Berbrugger was born in Paris. He was an Arabist, with a Muslim wife, who set up the National Library in Algiers.

== Honors and accomplishments ==
He died in Algiers. His memorial lists his honors and accomplishments (in French):
- Curator of the library and museum of Algiers
- President of the Algerian Historical Society
- Member of the general council of the province of Algiers
- Colonel of the Algerian militia
- Commander of the French Legion of Honor
- Commander of the Order of Nichan Iftikhar
- Knight of the Order of St. Gregory the Great

== Selected writings ==
- Nouveau dictionnaire de poche français-espagnol et espagnol-français, (1829) - New French-Spanish and Spanish-French pocket dictionary.
- Exploration scientifique de l'Algérie pendant les années 1840, 1841, 1842, (1847) - Scientific exploration of Algeria from 1840 to 1842.
- Les époques militaires de la Grande Kabilie, (1857) - The military eras of the Great Kabylia.

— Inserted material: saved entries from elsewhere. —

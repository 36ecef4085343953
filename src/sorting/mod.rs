//! Multi-key, empty-last ordering of merged contacts.
//!
//! A [`SortPolicy`] is data: an ordered list of [`SortKey`]s. A single
//! [`ContactComparator`] evaluates any such list, so adding a policy never
//! needs a new comparator.

pub mod comparator;
pub mod policy;

pub use comparator::{sort_contacts, ContactComparator};
pub use policy::{Direction, SortField, SortKey, SortPolicy};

- Le Pégnon d'Alger, ou, Les origines du gouvernement Turc en Algérie, (1860) - The Peñón of Algiers, or, the origins of the Turkish government in Algeria
- Le tombeau de la chrétienne, mausolée des rois mauritaniens de la dernière dynastie, (1867) - The Christian tomb at the Royal Mausoleum of Mauretania of the last dynasty.